Authors:
Historic Era: Era 10: Contemporary United States (1968 to the present)
Historic Theme:
Subject:
September 1994 | Volume 45, Issue 5
Authors:
Historic Era: Era 10: Contemporary United States (1968 to the present)
Historic Theme:
Subject:
September 1994 | Volume 45, Issue 5
I remember hearing that, back when American Heritage began, there was a certain amount of fretting on the part of the editorial staff. Things were going well at the moment—wonderfully, in fact—but what would happen in five, ten, or fifteen years when all the stories had been told? It hasn’t happened yet, and that’s not only because what might at the outset have sounded like a constricting franchise—American history—is actually a limitless one. There are thousands, millions, of different stories, but it’s broader even than that because as John Lukacs reminds us in this issue, all the stories always change.
The nineteenth century’s great quantifying quest for order was so powerful and effective that even today it is easy to think of the discipline of history as disciplined enough to allow for a final, definitive version of some sequence of events.

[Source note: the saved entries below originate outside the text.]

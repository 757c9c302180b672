// Attribute and directive printing.
//
// Attributes are not tree children: the element printer (and the script
// printer) emit them in order through this module. Dispatch is by attribute
// kind; embedded expressions always go through the bridge.

use crate::ast::{Attribute, AttributeNode, AttributeValue, Directive, DirectiveKind, StyleValue};
use crate::error::PrintError;
use crate::print::PrintContext;

/// Emit one attribute-position construct, leading space included.
pub(crate) fn print_attribute(
    attribute: &AttributeNode,
    context: &mut PrintContext,
) -> Result<(), PrintError> {
    match attribute {
        AttributeNode::Attribute(attribute) => print_plain(attribute, context),
        AttributeNode::Spread(spread) => {
            let expression = context.expression(&spread.expression)?;
            context.write(&format!(" {{...{expression}}}"));
            Ok(())
        }
        AttributeNode::Directive(directive) => print_directive(directive, context),
    }
}

fn print_plain(attribute: &Attribute, context: &mut PrintContext) -> Result<(), PrintError> {
    let name = &attribute.name;
    match &attribute.value {
        AttributeValue::True => context.write(&format!(" {name}")),
        AttributeValue::Text(text) => context.write(&format!(" {name}=\"{text}\"")),
        AttributeValue::Expression(expression) => {
            let expression = context.expression(expression)?;
            context.write(&format!(" {name}={{{expression}}}"));
        }
        // `{name}` shorthand always prints fully expanded.
        AttributeValue::Shorthand => context.write(&format!(" {name}={{{name}}}")),
    }
    Ok(())
}

fn print_directive(directive: &Directive, context: &mut PrintContext) -> Result<(), PrintError> {
    let prefix = directive.kind.prefix();
    let name = &directive.name;

    // `style:` carries its own value slot and ignores the expression field.
    if let DirectiveKind::Style(value) = &directive.kind {
        match value {
            StyleValue::None => context.write(&format!(" style:{name}")),
            StyleValue::Text(text) => context.write(&format!(" style:{name}=\"{text}\"")),
            StyleValue::Expression(expression) => {
                let expression = context.expression(expression)?;
                context.write(&format!(" style:{name}={{{expression}}}"));
            }
        }
        return Ok(());
    }

    match &directive.expression {
        Some(expression) => {
            let expression = context.expression(expression)?;
            context.write(&format!(" {prefix}:{name}={{{expression}}}"));
        }
        None => match directive.kind {
            // `bind:value` / `class:active` shorthands expand to `={name}`.
            DirectiveKind::Bind | DirectiveKind::Class => {
                context.write(&format!(" {prefix}:{name}={{{name}}}"));
            }
            _ => context.write(&format!(" {prefix}:{name}")),
        },
    }
    Ok(())
}
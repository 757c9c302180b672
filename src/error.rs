/// Errors that can occur while printing a template tree.
///
/// Printing is a single-attempt, deterministic transformation: every variant
/// is fatal for the current call and nothing is retried.
#[derive(Debug, thiserror::Error)]
#[non_exhaustive]
pub enum PrintError {
    /// A visited node's kind has no registered printer. This is a
    /// compatibility error between parser and printer, not a data error.
    #[error("no printer registered for `{0}`")]
    UnknownConstruct(&'static str),

    /// The expression bridge failed to render an embedded script fragment.
    #[error("expression render error: {0}")]
    Expression(String),

    /// A printer was handed a node violating its structural contract.
    /// Fail-fast is preferred over emitting best-effort output.
    #[error("malformed `{node}` node: {reason}")]
    Malformed {
        node: &'static str,
        reason: &'static str,
    },
}
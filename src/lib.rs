// svelte-ast-print — Svelte template AST pretty-printer.
//
// Architecture:
//   parsed component tree → per-node printers (registry dispatch) → source text
//
// The markup parser and the embedded-script unparser are external
// collaborators: trees come in already parsed, and every script fragment is
// rendered through the `ExpressionRenderer` bridge. Reference
// implementation: svelte-ast-printer (https://github.com/vardario/svelte-ast-printer).

pub mod ast;
mod document;
mod error;
mod expr;
pub mod print;

pub use error::PrintError;
pub use expr::{Expression, ExpressionRenderer, RawSourceRenderer};
pub use print::registry::{NodePrinter, PrinterRegistry, PrinterRegistryBuilder, Visit};
pub use print::{FormatOptions, PrintContext};

use ast::{Fragment, Root, Script};

/// Print a parsed component back to source text using default options.
///
/// # Examples
///
/// ```
/// use svelte_ast_print::ast::{Fragment, Node, Root, Text};
///
/// let root = Root {
///     module: None,
///     instance: None,
///     fragment: Fragment {
///         nodes: vec![Node::Text(Text { data: "Hello, world!".into() })],
///     },
/// };
/// let printed = svelte_ast_print::print(&root).unwrap();
/// assert_eq!(printed, "Hello, world!");
/// ```
pub fn print(root: &Root) -> Result<String, PrintError> {
    print_with(root, &FormatOptions::default())
}

/// Print a parsed component with custom formatting options.
pub fn print_with(root: &Root, options: &FormatOptions) -> Result<String, PrintError> {
    document::print_document(root, options, &PrinterRegistry::standard(), &RawSourceRenderer)
}

/// Print a parsed component with a caller-supplied printer registry and
/// expression bridge.
pub fn print_with_registry(
    root: &Root,
    options: &FormatOptions,
    registry: &PrinterRegistry,
    expressions: &dyn ExpressionRenderer,
) -> Result<String, PrintError> {
    document::print_document(root, options, registry, expressions)
}

/// Print only the markup fragment of a component.
pub fn print_markup(fragment: &Fragment, options: &FormatOptions) -> Result<String, PrintError> {
    print::print_fragment(fragment, options)
}

/// Print one `<script>` block.
pub fn print_script(script: &Script, options: &FormatOptions) -> Result<String, PrintError> {
    document::print_script_block(script, options, &PrinterRegistry::standard(), &RawSourceRenderer)
}

#[cfg(test)]
mod tests {
    use super::*;
    use ast::{Node, Text};

    #[test]
    fn test_print_empty_component() {
        let root = Root::default();
        assert_eq!(print(&root).unwrap(), "");
    }

    #[test]
    fn test_print_markup_only() {
        let root = Root {
            fragment: Fragment {
                nodes: vec![Node::Text(Text { data: "Hello".into() })],
            },
            ..Root::default()
        };
        assert_eq!(print(&root).unwrap(), "Hello");
    }

    #[test]
    fn test_options_are_honored() {
        let root = Root::default();
        let options = FormatOptions::new().with_indent("").with_line_end("");
        assert_eq!(print_with(&root, &options).unwrap(), "");
    }
}
use crate::progress::{self, ProgressMode};
use find_tool::{display_cmd, finders};
use std::ffi::OsString;
use std::fmt;
use std::process;

#[derive(Clone, Debug, PartialEq, Eq)]
pub enum ToolStatus {
    Success,
    /// Non-zero exit. 'None' means the child was killed by a signal.
    Failure(Option<i32>),
    /// The invocation could not be located or started; the payload explains why.
    Unavailable(String),
}

impl fmt::Display for ToolStatus {
    fn fmt(&self, f: &mut fmt::Formatter<'_>) -> fmt::Result {
        match self {
            ToolStatus::Success => write!(f, "succeeded"),
            ToolStatus::Failure(Some(code)) => write!(f, "exited with status {}", code),
            ToolStatus::Failure(None) => write!(f, "was terminated by a signal"),
            ToolStatus::Unavailable(reason) => {
                write!(f, "could not be run:\n{}", reason.trim_end())
            }
        }
    }
}

/// The subprocess boundary of the regeneration runner. Tests substitute a fake so the runner can
/// be exercised without a grammar compiler installed.
pub trait Invoker {
    fn invoke(&mut self, invocation: &str, args: &[OsString]) -> ToolStatus;
}

/// Runs tools as real child processes, resolving invocation names through 'find_tool'. Stdio is
/// inherited, so the grammar compiler's own diagnostics go straight to the terminal.
pub struct SystemInvoker {
    progress: ProgressMode,
}

impl SystemInvoker {
    pub fn new(progress: ProgressMode) -> Self {
        Self { progress }
    }
}

impl Invoker for SystemInvoker {
    fn invoke(&mut self, invocation: &str, args: &[OsString]) -> ToolStatus {
        let tool = match finders::find_invocation(invocation) {
            Ok(tool) => tool,
            Err(log) => return ToolStatus::Unavailable(log),
        };

        let mut cmd = process::Command::new(tool.path());
        cmd.args(args);

        let bar = progress::spinner(self.progress, invocation);
        let status = cmd.status();
        bar.finish();

        match status {
            Ok(status) if status.success() => ToolStatus::Success,
            Ok(status) => ToolStatus::Failure(status.code()),
            Err(err) => {
                ToolStatus::Unavailable(format!("Cannot execute '{}': {}", display_cmd(&cmd), err))
            }
        }
    }
}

But of course that’s no more true for the national past than it is for our own. Change is constant, and we live our lives revising. We do it to the grandest historical themes and in the most minor modifications of our personal pasts. Everything about diet that I dutifully sopped up from my seventh-grade science and health textbook apparently is not only mistaken but actually lethal: those sunny pictures of ideal plates of food with great cubes of butter atop two-pound sirloins and the accompanying exhortations to be sure to include three or more members of the grease family in every meal. And one of the routine patterns of adolescent fecklessness in my suburban youth—drink your weight in beers, then get in a car and drive somewhere—now seems to be on a level of social pathology with cruising around squeezing off random pistol shots into people’s windows.
So it is with history. The version of Reconstruction I learned in high school thirty years ago would have been perfectly satisfactory to D. W. Griffith, and, a few seasons later, I held the unshakable belief that America was fighting in Vietnam through a simple (albeit inexplicable) joy in doing evil.
Of course, as John Lukacs makes clear, there are always reasons why one era will view a previous one in a particular light; the Reconstruction taught to me was the end product of a process of reconciliation between North and South—the white North and the white South—begun generations earlier.
It took perhaps sixty years from its formulation for that particular Gone With the Wind vision of the post-Civil War years to percolate down to my high school classroom. It is that slowness of the spread of historical perception that most intrigues and alarms Lukacs, and his message is an important one: The tides of revisionism will flow over us all our lives; we cannot avoid them, cannot escape rethinking our past again and again; but if we do so open-eyed, perhaps we may avoid—in our personal and civic lives alike—applying the lessons of 1919 to 1939.